▶ [WHAT THE EXERCISE ASKS]:
Read through the records below and copy each line that uses the word "FileStore".

▶ [SUPPLIED INFORMATION]:

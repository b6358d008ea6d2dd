mod category;
mod types;

pub use category::Category;
pub use types::*;
mod types;

pub use types::*;

use crate::Result;
use std::env;
use tracing::debug;

pub async fn load() -> Result<Config> {
    let config_path = env::var("CONFIG_PATH").unwrap_or_else(|_| "config.yaml".to_string());

    load_from(&config_path).await
}

pub async fn load_from(config_path: &str) -> Result<Config> {
    debug!("Loading configuration from: {}", config_path);

    let config_str = tokio::fs::read_to_string(config_path).await?;
    let config: Config = serde_yaml::from_str(&config_str)?;

    Ok(config)
}
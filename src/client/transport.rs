use crate::{Error, Result, config::ClientConfig};
use async_trait::async_trait;
use reqwest::{Client, Proxy};
use std::time::Duration;
use tracing::debug;

const DEFAULT_USER_AGENT: &str = concat!("iedb-rs/", env!("CARGO_PKG_VERSION"));

/// Raw reply: the status code and the undecoded body.
#[derive(Debug, Clone)]
pub struct TransportResponse {
    pub status: u16,
    pub body: String,
}

#[async_trait]
pub trait Transport: Send + Sync {
    /// POSTs `fields` form-encoded to `url`. Only connection-level failures
    /// are errors; any HTTP status is returned as a response.
    async fn post_form(
        &self,
        url: &str,
        fields: &[(&'static str, String)],
    ) -> Result<TransportResponse>;
}

pub struct HttpTransport {
    client: Client,
}

impl HttpTransport {
    pub fn new(config: &ClientConfig) -> Result<Self> {
        let user_agent = config
            .user_agent
            .clone()
            .unwrap_or_else(|| DEFAULT_USER_AGENT.to_string());

        let mut builder = Client::builder()
            .timeout(Duration::from_secs(config.timeout_secs))
            .user_agent(user_agent);

        if let Some(proxy_url) = config.proxy.as_deref().filter(|p| !p.is_empty()) {
            let proxy = Proxy::all(proxy_url)
                .map_err(|e| Error::config(format!("Invalid proxy '{}': {}", proxy_url, e)))?;
            builder = builder.proxy(proxy);
        }

        let client = builder
            .build()
            .map_err(|e| Error::config(format!("Failed to build HTTP client: {}", e)))?;

        Ok(Self { client })
    }
}

#[async_trait]
impl Transport for HttpTransport {
    async fn post_form(
        &self,
        url: &str,
        fields: &[(&'static str, String)],
    ) -> Result<TransportResponse> {
        debug!("POST {} with {} form fields", url, fields.len());

        let response = self.client.post(url).form(fields).send().await?;
        let status = response.status().as_u16();
        let body = response.text().await?;

        debug!("Received status {} with {} byte body", status, body.len());
        Ok(TransportResponse { status, body })
    }
}
//! Password strength estimation.
//!
//! The policy engine needs a bounded guessability score (0 = trivially
//! guessable .. 4 = very strong) that is aware of context-specific
//! strings -- an attacker who knows the account holder's name tries it
//! first, so a password built from profile data must score low no matter
//! how long it is.
//!
//! Estimation is an injected capability behind [`GuessabilityEstimator`].
//! The built-in [`EntropyEstimator`] is a self-contained search-space
//! model; deployments wanting a full pattern-matching estimator can plug
//! one in without changing the engine.

/// Upper bound of the guessability scale.
pub const GUESSABILITY_MAX: u8 = 4;

/// Scores how guessable a password is, on a 0..=[`GUESSABILITY_MAX`]
/// scale.
pub trait GuessabilityEstimator {
    /// Scores `password`, taking `user_inputs` as an auxiliary dictionary
    /// of context-specific strings that make resembling passwords cheaper
    /// to guess.
    ///
    /// Implementations should stay within 0..=[`GUESSABILITY_MAX`]; the
    /// policy engine clamps the result regardless.
    fn score(&self, password: &str, user_inputs: &[String]) -> u8;
}

/// Built-in search-space estimator.
///
/// Scores by effective entropy: the character-class pool size raised to an
/// *effective* length that discounts what an attacker gets for free --
/// repeated or sequential runs, and substrings taken from the auxiliary
/// dictionary (each dictionary hit costs the attacker roughly one guess,
/// not one guess per character).
#[derive(Debug, Clone, Copy, Default)]
pub struct EntropyEstimator;

/// Dictionary fragments shorter than this are too noisy to match.
const MIN_FRAGMENT_LEN: usize = 3;

/// Weight of a character continuing a repeated or sequential run.
const RUN_WEIGHT: f64 = 0.25;

impl GuessabilityEstimator for EntropyEstimator {
    fn score(&self, password: &str, user_inputs: &[String]) -> u8 {
        if password.is_empty() {
            return 0;
        }

        let chars: Vec<char> = password.chars().collect();
        let covered = dictionary_coverage(&chars, user_inputs);

        // Per-character contribution to the search space: full weight for
        // a fresh character, a fraction for one continuing a run, and a
        // flat unit per covered dictionary fragment.
        let mut units = 0.0_f64;
        let mut index = 0;
        while index < chars.len() {
            if covered[index] {
                // Consume the whole covered run for one unit.
                while index < chars.len() && covered[index] {
                    index += 1;
                }
                units += 1.0;
                continue;
            }

            let continues_run = index > 0 && {
                let prev = chars[index - 1] as i64;
                let cur = chars[index] as i64;
                (cur - prev).abs() <= 1
            };
            units += if continues_run { RUN_WEIGHT } else { 1.0 };
            index += 1;
        }

        let bits = units * pool_size(&chars).log2();
        level_for_bits(bits)
    }
}

/// Marks which character positions are covered by a dictionary fragment.
///
/// Matching is case-insensitive literal containment, the same rule the
/// excluded-keyword check uses.
fn dictionary_coverage(chars: &[char], user_inputs: &[String]) -> Vec<bool> {
    let mut covered = vec![false; chars.len()];
    // One-to-one lowercase mapping keeps positions aligned with `covered`
    // (multi-char expansions like the Turkish dotted I are not folded).
    let lowered: Vec<char> = chars
        .iter()
        .map(|c| c.to_lowercase().next().unwrap_or(*c))
        .collect();

    for input in user_inputs {
        let fragment: Vec<char> = input.to_lowercase().chars().collect();
        if fragment.len() < MIN_FRAGMENT_LEN || fragment.len() > lowered.len() {
            continue;
        }
        for start in 0..=(lowered.len() - fragment.len()) {
            if lowered[start..start + fragment.len()] == fragment[..] {
                for flag in &mut covered[start..start + fragment.len()] {
                    *flag = true;
                }
            }
        }
    }
    covered
}

/// Size of the smallest character pool containing every password char.
fn pool_size(chars: &[char]) -> f64 {
    let mut pool: f64 = 0.0;
    if chars.iter().any(|c| c.is_lowercase()) {
        pool += 26.0;
    }
    if chars.iter().any(|c| c.is_uppercase()) {
        pool += 26.0;
    }
    if chars.iter().any(char::is_ascii_digit) {
        pool += 10.0;
    }
    if chars
        .iter()
        .any(|c| !c.is_alphanumeric() && !c.is_whitespace())
    {
        pool += 33.0;
    }
    pool.max(10.0)
}

/// Maps effective entropy bits onto the 0..=4 scale.
fn level_for_bits(bits: f64) -> u8 {
    match bits {
        b if b < 18.0 => 0,
        b if b < 36.0 => 1,
        b if b < 54.0 => 2,
        b if b < 72.0 => 3,
        _ => GUESSABILITY_MAX,
    }
}
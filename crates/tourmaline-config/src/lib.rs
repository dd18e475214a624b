//! Configuration management for Tourmaline
//!
//! Provides hierarchical configuration loading from multiple sources:
//! 1. Environment variables (TML_* prefix, highest precedence)
//! 2. tourmaline.local.toml (gitignored, local overrides)
//! 3. tourmaline.toml (git-tracked, project config)
//! 4. Built-in defaults (lowest precedence)
//!
//! The loaded configuration carries everything the trust boundary needs
//! per tenant: the asset store and its signing secret, the password
//! policy, and the empty-ACL default. Secrets and policy are passed
//! explicitly into the subsystems from here -- nothing reads process-wide
//! state.

use std::fmt;
use std::path::{Path, PathBuf};

use anyhow::Result;
use serde::{Deserialize, Serialize};
use tourmaline_acl::EmptyAclPolicy;
use tourmaline_asset::{AssetSigner, FileStore, SigningSecret};
use tourmaline_audit::PasswordPolicy;

mod error;
mod loader;

pub use error::ConfigError;
pub use loader::ConfigLoader;

/// Main Tourmaline configuration
#[derive(Debug, Clone, Default, Serialize, Deserialize)]
#[serde(default)]
pub struct TourmalineConfig {
    pub asset: AssetConfig,
    pub password: PasswordPolicy,
    pub acl: AclConfig,
}

/// Asset store and signed-URL configuration.
#[derive(Clone, Serialize, Deserialize)]
#[serde(default)]
pub struct AssetConfig {
    /// Directory the file store roots its blobs under.
    pub storage_dir: PathBuf,
    /// Base URL assets are fetched from.
    pub url_prefix: String,
    /// Base URL uploads are posted to.
    pub post_prefix: String,
    /// Tenant signing secret for asset URLs.
    pub secret: String,
    /// Public stores issue bare, unsigned URLs.
    pub public: bool,
}

impl Default for AssetConfig {
    fn default() -> Self {
        Self {
            storage_dir: PathBuf::from(".tourmaline/assets"),
            url_prefix: "http://127.0.0.1:3000/assets".to_string(),
            post_prefix: "http://127.0.0.1:3000".to_string(),
            secret: String::new(),
            public: false,
        }
    }
}

// Manual Debug: the signing secret must never reach logs via the config.
impl fmt::Debug for AssetConfig {
    fn fmt(&self, f: &mut fmt::Formatter<'_>) -> fmt::Result {
        f.debug_struct("AssetConfig")
            .field("storage_dir", &self.storage_dir)
            .field("url_prefix", &self.url_prefix)
            .field("post_prefix", &self.post_prefix)
            .field("secret", &"<redacted>")
            .field("public", &self.public)
            .finish()
    }
}

impl AssetConfig {
    /// Builds the URL signer for this tenant.
    pub fn signer(&self) -> AssetSigner {
        AssetSigner::new(
            self.url_prefix.clone(),
            self.post_prefix.clone(),
            SigningSecret::from(self.secret.clone()),
            self.public,
        )
    }

    /// Builds the file-backed byte store.
    pub fn file_store(&self) -> FileStore {
        FileStore::new(self.storage_dir.clone())
    }
}

/// ACL evaluation configuration.
#[derive(Debug, Clone, Copy, Default, Serialize, Deserialize)]
#[serde(default)]
pub struct AclConfig {
    /// Policy applied to records whose ACL carries no grants.
    pub empty_acl: EmptyAclPolicy,
}

impl TourmalineConfig {
    /// Load configuration from default locations
    pub fn load() -> Result<Self> {
        ConfigLoader::new().load()
    }

    /// Load configuration from specific project directory
    pub fn load_from_dir(project_dir: impl AsRef<Path>) -> Result<Self> {
        ConfigLoader::new().with_project_dir(project_dir).load()
    }

    /// Checks cross-field constraints that serde cannot express.
    ///
    /// # Errors
    ///
    /// [`ConfigError::Validation`] when a non-public asset store has no
    /// signing secret -- issuing unsigned URLs from a private store would
    /// silently disable the signature check.
    pub fn validate(&self) -> Result<(), ConfigError> {
        if !self.asset.public && self.asset.secret.is_empty() {
            return Err(ConfigError::Validation(
                "asset.secret must be set when asset.public is false".to_string(),
            ));
        }
        Ok(())
    }

    /// Resolve relative paths to absolute
    pub fn resolve_paths(&mut self, base_dir: impl AsRef<Path>) {
        let base = base_dir.as_ref();
        if self.asset.storage_dir.is_relative() {
            self.asset.storage_dir = base.join(&self.asset.storage_dir);
        }
    }
}
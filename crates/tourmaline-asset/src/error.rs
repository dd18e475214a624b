//! Asset error types.

/// Signed-URL verification failures.
///
/// Every variant displays as the uniform message `invalid signature`: the
/// caller-facing surface must not act as an oracle distinguishing a forged
/// signature from an expired or malformed one. The variants exist for
/// internal diagnostics only.
#[derive(Debug, thiserror::Error, PartialEq, Eq)]
pub enum SignatureError {
    /// The supplied signature was not valid URL-safe base64.
    #[error("invalid signature")]
    InvalidEncoding,

    /// The expiry parameter was not a decimal Unix-seconds timestamp.
    #[error("invalid signature")]
    InvalidExpiry,

    /// The recomputed HMAC did not match the supplied signature.
    #[error("invalid signature")]
    Mismatch,

    /// The request arrived at or after the signed expiry instant.
    #[error("invalid signature")]
    Expired,
}

/// Errors from the asset byte store.
#[derive(Debug, thiserror::Error)]
pub enum AssetStoreError {
    /// No asset exists under the given name.
    #[error("asset not found: {name}")]
    NotFound { name: String },

    /// The asset name is empty, absolute, or escapes the store root.
    #[error("invalid asset name: {name}")]
    InvalidName { name: String },

    /// The number of bytes transferred did not equal the declared length.
    /// The partial artifact has been discarded.
    #[error("wrote {actual} bytes, expected {expected}")]
    LengthMismatch { expected: u64, actual: u64 },

    /// Underlying OS I/O error.
    #[error("I/O error: {source}")]
    Io {
        #[from]
        source: std::io::Error,
    },
}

▶ [REPLY TO THE EXERCISE]:
use tourmaline_asset::{AssetSigner, FileStore, SigningSecret};
    pub fn file_store(&self) -> FileStore {
        FileStore::new(self.storage_dir.clone())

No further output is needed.